Dana approached, and Celeste moved over to make room on the window seat.
“I know what it’s like to have your life stop at twelve years old,” she said.
Celeste’s hand flew to her mouth, a now-familiar gesture when she made a gaffe. “You must think me the most insensitive thing ever.”
“It’s all right.” She reached for Celeste’s hand, porcelain in the moonlight, and after a moment’s hesitation, kissed it. “I realize now that it didn’t stop at all. It went on. Not always easy, but forward.”
“Without your mother.”
Tears pricked at Dana’s eyes, and she risked only a whimpering affirmation.
“What was she like?”
“It’s been so long.” She paused, gathering her thoughts and her voice. “She was a simple woman, I suppose. Always just the two of us, and she worked so hard. I spent most of my childhood alone, waiting for her to get back from some job or another.”

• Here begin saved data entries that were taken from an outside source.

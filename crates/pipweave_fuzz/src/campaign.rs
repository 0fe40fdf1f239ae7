//! The outer generation loop.
//!
//! A [`Campaign`] owns the graph, its catalog, the run-wide coverage and the
//! single seeded RNG. Designs run strictly one after another: each starts
//! from a fresh [`Design`], disables a random subset of nodes, builds a work
//! order from the current coverage and fills a fixed number of routing slots.

use std::fs::{self, File};
use std::io::{BufReader, BufWriter};
use std::path::Path;

use pipweave_common::{Interner, PipweaveResult};
use pipweave_config::CampaignConfig;
use pipweave_graph::{ResourceCatalog, RoutingGraph};
use rand::rngs::StdRng;
use rand::SeedableRng;

use crate::coverage::CoverageState;
use crate::design::Design;
use crate::emitter::write_design;
use crate::error::FuzzError;
use crate::router::Router;
use crate::schedule::{retry_budget, WorkOrder};

/// Seed used when none is given.
pub const DEFAULT_SEED: u64 = 0x3141_5926_5358_9793;

/// Summary of one generated design.
#[derive(Debug, Clone, Copy, PartialEq, Eq)]
pub struct DesignStats {
    /// Design index within the run.
    pub index: usize,
    /// Routing slots attempted.
    pub slots: usize,
    /// Slots that produced a committed net.
    pub routed: usize,
    /// Nodes disabled at the start of the design.
    pub disabled_nodes: usize,
    /// Cells placed, including synthetic constant drivers.
    pub cells: usize,
}

/// A finished design and its statistics.
#[derive(Debug)]
pub struct DesignOutcome {
    /// The populated design.
    pub design: Design,
    /// Its summary.
    pub stats: DesignStats,
}

/// A fuzzing run over one routing graph.
pub struct Campaign {
    graph: RoutingGraph,
    catalog: ResourceCatalog,
    interner: Interner,
    config: CampaignConfig,
    coverage: CoverageState,
    rng: StdRng,
}

impl Campaign {
    /// Builds the catalog for `graph` and starts all coverage at zero.
    ///
    /// # Errors
    ///
    /// Returns [`FuzzError::Config`] if `config` fails validation.
    pub fn new(
        graph: RoutingGraph,
        interner: Interner,
        config: CampaignConfig,
        seed: u64,
    ) -> Result<Self, FuzzError> {
        pipweave_config::validate_config(&config)?;
        let catalog = ResourceCatalog::build(&graph);
        let coverage = CoverageState::new(&catalog);
        Ok(Self {
            graph,
            catalog,
            interner,
            config,
            coverage,
            rng: StdRng::seed_from_u64(seed),
        })
    }

    /// The routing graph.
    pub fn graph(&self) -> &RoutingGraph {
        &self.graph
    }

    /// The ttpip catalog.
    pub fn catalog(&self) -> &ResourceCatalog {
        &self.catalog
    }

    /// The interner holding every graph name.
    pub fn interner(&self) -> &Interner {
        &self.interner
    }

    /// Coverage so far.
    pub fn coverage(&self) -> &CoverageState {
        &self.coverage
    }

    /// Generates and routes one design.
    ///
    /// # Errors
    ///
    /// Fails only on a broken design invariant.
    pub fn run_design(&mut self, index: usize) -> PipweaveResult<DesignOutcome> {
        let mut design = Design::new(&self.graph);
        let disabled_nodes =
            design.disable_random_nodes(&mut self.rng, self.config.design.disable_probability);
        let order = WorkOrder::build(&self.coverage, &mut self.rng);
        let router = Router::new(&self.graph, &self.catalog, &self.interner, &self.config.router);

        let mut slots = 0;
        let mut routed = 0;
        for slot in 0..self.config.design.slots {
            let Some(ttpip) = order.slot(slot) else {
                break;
            };
            slots += 1;
            let budget = retry_budget(self.coverage.count(ttpip), &self.config.scheduler);
            if router
                .route(&mut design, &mut self.coverage, ttpip, budget, &mut self.rng)?
                .is_some()
            {
                routed += 1;
            }
        }

        let stats = DesignStats {
            index,
            slots,
            routed,
            disabled_nodes,
            cells: design.binder().cell_count(),
        };
        tracing::info!(
            design = index,
            routed,
            slots,
            cells = stats.cells,
            disabled = disabled_nodes,
            "design complete"
        );
        Ok(DesignOutcome { design, stats })
    }

    /// Generates `count` designs, writing `design_<index>.tcl` for each into
    /// `out_dir`.
    ///
    /// # Errors
    ///
    /// Returns [`FuzzError::Output`] if the directory or a script cannot be
    /// written.
    pub fn generate(&mut self, count: usize, out_dir: &Path) -> Result<Vec<DesignStats>, FuzzError> {
        fs::create_dir_all(out_dir).map_err(|source| FuzzError::Output {
            path: out_dir.to_path_buf(),
            source,
        })?;

        let mut all = Vec::with_capacity(count);
        for index in 0..count {
            let outcome = self.run_design(index)?;
            let path = out_dir.join(format!("design_{index}.tcl"));
            let output_error = |source: std::io::Error| FuzzError::Output {
                path: path.clone(),
                source,
            };
            let file = File::create(&path).map_err(output_error)?;
            write_design(
                BufWriter::new(file),
                index,
                &outcome.design,
                &self.graph,
                &self.interner,
            )
            .map_err(output_error)?;
            all.push(outcome.stats);
        }

        tracing::info!(
            designs = count,
            covered = self.coverage.covered(),
            total = self.coverage.total(),
            "campaign complete"
        );
        Ok(all)
    }

    /// Writes the coverage report to `path`.
    ///
    /// # Errors
    ///
    /// Returns [`FuzzError::Output`] if the file cannot be written.
    pub fn write_coverage_report(&self, path: &Path) -> Result<(), FuzzError> {
        let output_error = |source: std::io::Error| FuzzError::Output {
            path: path.to_path_buf(),
            source,
        };
        let file = File::create(path).map_err(output_error)?;
        self.coverage
            .write_report(BufWriter::new(file), &self.interner)
            .map_err(output_error)
    }

    /// Adds the counts from a previous coverage report, for resumed runs.
    ///
    /// # Errors
    ///
    /// Returns [`FuzzError::Input`] if the file cannot be opened and
    /// [`FuzzError::CoverageReport`] for a malformed line.
    pub fn load_coverage_report(&mut self, path: &Path) -> Result<usize, FuzzError> {
        let file = File::open(path).map_err(|source| FuzzError::Input {
            path: path.to_path_buf(),
            source,
        })?;
        let merged =
            self.coverage
                .load_report(BufReader::new(file), &self.interner, &self.catalog)?;
        tracing::info!(merged, path = %path.display(), "resumed coverage");
        Ok(merged)
    }
}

“Was she pretty? Because—and this is going to make me sound like such a shallow Sherry, but while Papa was handsome enough, I never thought Mother was particularly beautiful. And I’ve often wondered how . . .”
Her voice trailed off, and Dana picked up the thread. “How you came to be such a lovely?”
“Aren’t I terrible?”
“Not at all,” Dana said. “You’re beautiful.”
“So, was she? Pretty?”
“I don’t know how to answer that.”
“You don’t remember?”
“She looks—rather, she looked like me. She was just my age now when she died.”
“Oh,” Celeste said, looking achingly beautiful in every way. The moonlight bathed her in innocence, and the sweetness of her heart lived in the breath of that syllable. Whatever tiny sliver of good there had been in each of Celeste’s parents—Arthur, Marguerite, and Dana’s own mother—all of it had converged and molded itself into this girl.
“There weren’t a lot of mirrors in—” she caught herself—“where I lived, and I actually went years and years without ever seeing myself.”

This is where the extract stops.